Semire was born in Africa to the Demacoecoe ethnic group, an ethnic group rumored to be accustomed to eating human flesh. Semire was giving the most extreme sentence, not only because of the gruesome nature of her act, but also to discourage members of the same ethnic group living within Suriname at the time to do the same.
She was sentenced to death by hanging. After death her head was to be severed from her corpse and spiked. The spiked head was to be displayed. Her body was to be buried underneath the gallows.
The above picture is a scan of a page of the slaveregisters of the heirs of Hananja de la Parra, the owners of Davina at the time she was murdered. These registers contained some information regarding the enslaved like their names, or age. It also contained the date any modification took place, with a modification being them being sold, the enslaved getting manumitted, or death. For Davina the recorded modification was death: ‘15 mei 1837 op pl. gewurgd‘ (15th of May 1837 strangled on the pl.).

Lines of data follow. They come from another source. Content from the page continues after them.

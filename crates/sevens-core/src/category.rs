// Category resolution: maps a requested (gender, type) pair onto the
// canonical key used to select teams and standings rows.

use std::fmt;

use serde::{Deserialize, Serialize};

/// The sentinel type label meaning "no tier subdivision".
pub const ALL: &str = "All";

/// The gender group whose teams are split into competition tiers.
pub const DEFAULT_TIERED_GENDER: &str = "Male";

/// The type half of a [`CategoryKey`].
#[derive(Debug, Clone, PartialEq, Eq, Hash, Serialize, Deserialize)]
pub enum ResolvedType {
    /// The default bucket shared by every group without tiers.
    All,
    /// A specific tier label such as "Elite" or "Social".
    Tier(String),
}

impl ResolvedType {
    /// Label as stored in the `type` column (`"All"` for the sentinel).
    pub fn as_str(&self) -> &str {
        match self {
            ResolvedType::All => ALL,
            ResolvedType::Tier(t) => t,
        }
    }

    pub fn tier(&self) -> Option<&str> {
        match self {
            ResolvedType::All => None,
            ResolvedType::Tier(t) => Some(t),
        }
    }
}

impl fmt::Display for ResolvedType {
    fn fmt(&self, f: &mut fmt::Formatter<'_>) -> fmt::Result {
        f.write_str(self.as_str())
    }
}

/// Canonical category filter.
///
/// `resolved_type` is a specific tier only when `gender` is the tiered
/// gender; construct through [`CategoryResolver::resolve`] to keep that true.
#[derive(Debug, Clone, PartialEq, Eq, Hash, Serialize, Deserialize)]
pub struct CategoryKey {
    pub gender: String,
    pub resolved_type: ResolvedType,
}

impl fmt::Display for CategoryKey {
    fn fmt(&self, f: &mut fmt::Formatter<'_>) -> fmt::Result {
        write!(f, "{}/{}", self.gender, self.resolved_type)
    }
}

/// Resolves requested categories against the configured tiered gender.
#[derive(Debug, Clone, PartialEq, Eq)]
pub struct CategoryResolver {
    tiered_gender: String,
}

impl Default for CategoryResolver {
    fn default() -> Self {
        Self::new(DEFAULT_TIERED_GENDER)
    }
}

impl CategoryResolver {
    pub fn new(tiered_gender: impl Into<String>) -> Self {
        Self {
            tiered_gender: tiered_gender.into(),
        }
    }

    pub fn tiered_gender(&self) -> &str {
        &self.tiered_gender
    }

    /// True when tier qualifiers are meaningful for `gender`.
    pub fn is_tiered(&self, gender: &str) -> bool {
        gender == self.tiered_gender
    }

    /// Resolve a requested category.
    ///
    /// Matching is exact and case-sensitive. Unknown genders pass through
    /// untouched; checking them against the known set is the caller's job.
    pub fn resolve(&self, gender: &str, requested_type: &str) -> CategoryKey {
        let resolved_type = if self.is_tiered(gender) && requested_type != ALL {
            ResolvedType::Tier(requested_type.to_string())
        } else {
            ResolvedType::All
        };

        CategoryKey {
            gender: gender.to_string(),
            resolved_type,
        }
    }
}

/// Resolve with the default tiered gender.
pub fn resolve(gender: &str, requested_type: &str) -> CategoryKey {
    CategoryResolver::default().resolve(gender, requested_type)
}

I don’t know know what happened to poor Prins. The modification for him involved being sold on the 28th of November, which would have been later in the year the murder took place. The last track I have of him is a registry in the registers of plantation De Drie Gebroeders in 1839, a plantation which was owned by the same family. I can’t find any man by the name of Prins on the list of emancipated people that fits his description. Nor on the list of the manumitted. Maybe he was able to escape slavery. Or maybe he just died. Both possibilities would probably have been a blessing considering all the sadness and anguish he must have carried with him from such a young age.